Opening: Zvono23: Poetry in an expanded field
The exhibition of the Zvono Award finalists has always presented divergent artistic practices and revealed a wide range of problematized themes and narratives, while having certain similarities. In the context of this year’s exhibition, distinguishing certain affinity and closeness within the various exhibition setups, begs the question of interesting theoretical discussions.
Apart from visual artists, for the very first time, a poet and a director have been shortlisted for the most stimulating recognition awarded to artists under 35 years of age. Thus, the selection of the expert jury, which included artist Yvonne Petkus and curators Claudia Zini and Mladen Banjac, initiated a somewhat forgotten discussion about what contemporary art practices in Bosnia and Herzegovina truly mean.
Artist Bojan Stojčić, winner of this year’s award, has been continuously contributing to the above discussion with his practice. Engaged in media ranging from film to ephemeral poetic-philosophical interventions in public space, he devotedly plays with the (non)material – historical events and places become the object of poetic analysis and ideological and cultural heritage the object of deconstruction. Wholeheartedly opposing (auto)colonial narratives, Stojčić sometimes cynically and through the voice of people, and sometimes philosophically and analytically writes alternative history of the “other.” Complementing such an approach with documentary methodologies, the author not only contributes to the discussion of contemporary Bosnian-Herzegovinian art, but questions the contemporary history of Bosnia and Herzegovina as we know it. That is why, along with other international awards, the Zvono Award validates the most important artist of the younger generation in the country.
Poetry and the poetic which Stojčić weaved into the artistic redefinition of history and the historical have a slightly different resonance in the work of Farah Hasanbegović. A young director working in the field of animation is a novelty on the scene. Apart from the animation, which is almost reduced to peculiarity due to its lack of representation on the stage, the author’s practice presents a thematic framework that is both extremely present and neglected – the framework of the phenomenon of memory. The aforementioned paradox stems from a very simple fact: Hasanbegović deals with the memory of childhood, which is not necessarily related to war. Poetic narratives about birthday cakes, childhood traumas and adolescent longings are drawn from the interstices of the subconscious, memory and imagination, and transformed into simple line drawings in motion.
Unlike Stojčić and Hasanbegović who hide poetry where we least expect it, Katarina Gotić purposefully changes her poetic practice to a visual one. Through assemblages, collages and sound installations, this artist replaces meanings that are inevitably political and ideological with different semiotics-resistant artistic forms. The result of such practice is unarticulated visual cries, which from the initial revolt against the existing political structures and power relations grow into a general asemic rebellion against the ideological as such.
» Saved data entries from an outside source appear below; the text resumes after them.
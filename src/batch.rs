//! Directory batch runs: one narration per `.txt` document.
//!
//! Documents are processed one after another. A document that fails is
//! recorded and the batch moves on; a document whose output already exists
//! is skipped, so an interrupted batch can simply be run again.

use std::path::{Path, PathBuf};

use crate::error::{NarrateError, Result};
use crate::narrator::Narrator;

/// Where to read documents from and where to write their audio.
#[derive(Debug, Clone)]
pub struct BatchOptions {
    pub input_dir: PathBuf,
    pub output_dir: PathBuf,
    /// Output container extension, e.g. `"mp3"`.
    pub extension: String,
    pub bgm: Option<PathBuf>,
}

impl BatchOptions {
    pub fn new(input_dir: impl Into<PathBuf>, output_dir: impl Into<PathBuf>) -> Self {
        Self {
            input_dir: input_dir.into(),
            output_dir: output_dir.into(),
            extension: "mp3".to_string(),
            bgm: None,
        }
    }

    pub fn output_for(&self, document: &Path) -> PathBuf {
        let mut name = document
            .file_stem()
            .unwrap_or(document.as_os_str())
            .to_os_string();
        name.push(".");
        name.push(self.extension.trim_start_matches('.'));
        self.output_dir.join(name)
    }
}

/// Outcome of a batch. `failed` pairs each document with its error.
#[derive(Debug, Default)]
pub struct BatchReport {
    pub succeeded: Vec<PathBuf>,
    pub skipped: Vec<PathBuf>,
    pub failed: Vec<(PathBuf, NarrateError)>,
}

impl BatchReport {
    pub fn total(&self) -> usize {
        self.succeeded.len() + self.skipped.len() + self.failed.len()
    }
}

/// `.txt` files directly inside `dir`, sorted by name.
pub async fn list_documents(dir: &Path) -> Result<Vec<PathBuf>> {
    let mut documents = Vec::new();
    let mut entries = tokio::fs::read_dir(dir).await?;
    while let Some(entry) = entries.next_entry().await? {
        let path = entry.path();
        let is_text = path
            .extension()
            .and_then(|e| e.to_str())
            .is_some_and(|e| e.eq_ignore_ascii_case("txt"));
        if is_text && entry.file_type().await?.is_file() {
            documents.push(path);
        }
    }
    documents.sort();
    Ok(documents)
}

/// Narrate every document in `options.input_dir`.
///
/// Only problems with the directories themselves fail the call; per-document
/// errors end up in [`BatchReport::failed`].
pub async fn narrate_directory(
    narrator: &Narrator,
    options: &BatchOptions,
) -> Result<BatchReport> {
    if options.input_dir.as_os_str().is_empty() {
        return Err(NarrateError::MissingPath("input directory"));
    }
    if options.output_dir.as_os_str().is_empty() {
        return Err(NarrateError::MissingPath("output directory"));
    }
    let documents = list_documents(&options.input_dir).await?;
    tokio::fs::create_dir_all(&options.output_dir).await?;
    log::info!(
        "Batch: {} documents in {}",
        documents.len(),
        options.input_dir.display()
    );

    let mut report = BatchReport::default();
    for document in documents {
        let output = options.output_for(&document);
        if tokio::fs::try_exists(&output).await? {
            log::info!("Skipping {} (output exists)", document.display());
            report.skipped.push(document);
            continue;
        }

        match narrator
            .narrate_file(&document, &output, options.bgm.as_deref())
            .await
        {
            Ok(outcome) => {
                log::info!(
                    "Finished {} -> {}",
                    document.display(),
                    outcome.output.display()
                );
                report.succeeded.push(document);
            }
            Err(e) => {
                log::warn!("Failed {}: {e}", document.display());
                report.failed.push((document, e));
            }
        }
    }

    log::info!(
        "Batch finished: {} succeeded, {} skipped, {} failed",
        report.succeeded.len(),
        report.skipped.len(),
        report.failed.len()
    );
    Ok(report)
}

#[cfg(test)]
mod tests {
    use std::sync::Arc;

    use super::*;
    use crate::testing::{decode_tags, ScriptedEngine};
    use crate::NarratorConfig;

    fn narrator(engine: ScriptedEngine) -> Narrator {
        Narrator::new(Arc::new(engine), NarratorConfig::default()).unwrap()
    }

    fn write(dir: &Path, name: &str, content: &str) -> PathBuf {
        let path = dir.join(name);
        std::fs::write(&path, content).unwrap();
        path
    }

    fn wav_options(input: &Path, output: &Path) -> BatchOptions {
        BatchOptions {
            extension: "wav".to_string(),
            ..BatchOptions::new(input, output)
        }
    }

    #[tokio::test]
    async fn failing_document_does_not_stop_the_batch() {
        let input = tempfile::tempdir().unwrap();
        let output = tempfile::tempdir().unwrap();
        write(input.path(), "01-intro.txt", "Welcome.");
        let broken = write(input.path(), "02-empty.txt", "   \n\n");
        write(input.path(), "03-outro.txt", "Goodbye.");
        write(input.path(), "notes.md", "ignored");

        let report = narrate_directory(
            &narrator(ScriptedEngine::new()),
            &wav_options(input.path(), output.path()),
        )
        .await
        .unwrap();

        assert_eq!(report.succeeded.len(), 2);
        assert_eq!(report.failed.len(), 1);
        assert_eq!(report.failed[0].0, broken);
        assert!(matches!(report.failed[0].1, NarrateError::EmptyInput));

        let intro = std::fs::read(output.path().join("01-intro.wav")).unwrap();
        assert_eq!(decode_tags(&intro), "Welcome.");
        assert!(output.path().join("03-outro.wav").exists());
        assert!(!output.path().join("02-empty.wav").exists());
    }

    #[tokio::test]
    async fn synthesis_failure_is_recorded_per_document() {
        let input = tempfile::tempdir().unwrap();
        let output = tempfile::tempdir().unwrap();
        write(input.path(), "a.txt", "Fine.");
        write(input.path(), "b.txt", "Boom.");

        let engine = ScriptedEngine::new().with_failure("Boom.");
        let report = narrate_directory(&narrator(engine), &wav_options(input.path(), output.path()))
            .await
            .unwrap();

        assert_eq!(report.succeeded, vec![input.path().join("a.txt")]);
        assert!(matches!(report.failed[0].1, NarrateError::Synthesis { .. }));
        assert_eq!(report.total(), 2);
    }

    #[tokio::test]
    async fn existing_outputs_are_skipped() {
        let input = tempfile::tempdir().unwrap();
        let output = tempfile::tempdir().unwrap();
        write(input.path(), "done.txt", "Already.");
        write(input.path(), "todo.txt", "Pending.");
        std::fs::write(output.path().join("done.wav"), b"previous run").unwrap();

        let engine = Arc::new(ScriptedEngine::new());
        let narrator = Narrator::new(engine.clone(), NarratorConfig::default()).unwrap();
        let report = narrate_directory(&narrator, &wav_options(input.path(), output.path()))
            .await
            .unwrap();

        assert_eq!(report.skipped, vec![input.path().join("done.txt")]);
        assert_eq!(report.succeeded, vec![input.path().join("todo.txt")]);
        assert_eq!(engine.calls(), 1);
        assert_eq!(
            std::fs::read(output.path().join("done.wav")).unwrap(),
            b"previous run"
        );
    }

    #[tokio::test]
    async fn missing_input_directory_fails_the_batch() {
        let output = tempfile::tempdir().unwrap();
        let err = narrate_directory(
            &narrator(ScriptedEngine::new()),
            &wav_options(&output.path().join("nope"), output.path()),
        )
        .await
        .unwrap_err();
        assert!(matches!(err, NarrateError::Io(_)));
    }

    #[tokio::test]
    async fn only_text_files_are_listed() {
        let input = tempfile::tempdir().unwrap();
        write(input.path(), "b.TXT", "Second.");
        write(input.path(), "a.txt", "First.");
        write(input.path(), "cover.png", "");
        std::fs::create_dir(input.path().join("drafts.txt")).unwrap();

        let documents = list_documents(input.path()).await.unwrap();
        assert_eq!(
            documents,
            vec![input.path().join("a.txt"), input.path().join("b.TXT")]
        );
    }

    #[test]
    fn output_path_uses_stem_and_extension() {
        let options = BatchOptions {
            extension: ".m4a".to_string(),
            ..BatchOptions::new("in", "out")
        };
        assert_eq!(
            options.output_for(Path::new("in/chapter.one.txt")),
            PathBuf::from("out/chapter.one.m4a")
        );
    }
}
Gotić drowns her personal anger and frustration in collective social dissatisfaction and, opting for participatory artistic practices, uses art as a space for emancipatory expression.
Denis Haračić, on the other hand, through purely visual representations – drawing, painting and graphics – channels his dissatisfaction with socio-political reality through a deep, self-aware analysis of his own being, spirit and existence. Not at all egotistical, but completely self-critical, he transposes and symbolically shows the state of collective consciousness with visual representations of individuals. Haračić complements the multi-year process of self-deconstruction, which materialized through deformed self-portraits, with a verbal one – audio installations, made up of monologues, introduce the author into the realm of poetry. The artist’s monologues, which border on philosophical-psychoanalytical introspection, are actually the result of experimental encroachment into the medium of poetry and sound. Despite his formal escapism, Haračić remains faithful to the visual, thus becoming one of those artists who confirm the relevance of fine arts in the context of contemporary B&H scene.
In addition to presenting practices that emphasize the true media diversity of young B&H scene contemporary scenes and the maturity of the artists’ thinking, this exhibition also reveals the intermedial influence of poetry in visual-conceptual practices. Therefore, as an answer to the question outlined in the first part of this text, regarding the common denominator of divergent artistic expressions, the idea of poetry in an expanded field emerges – as an attempt to inscribe as much life as possible into contemporary expression.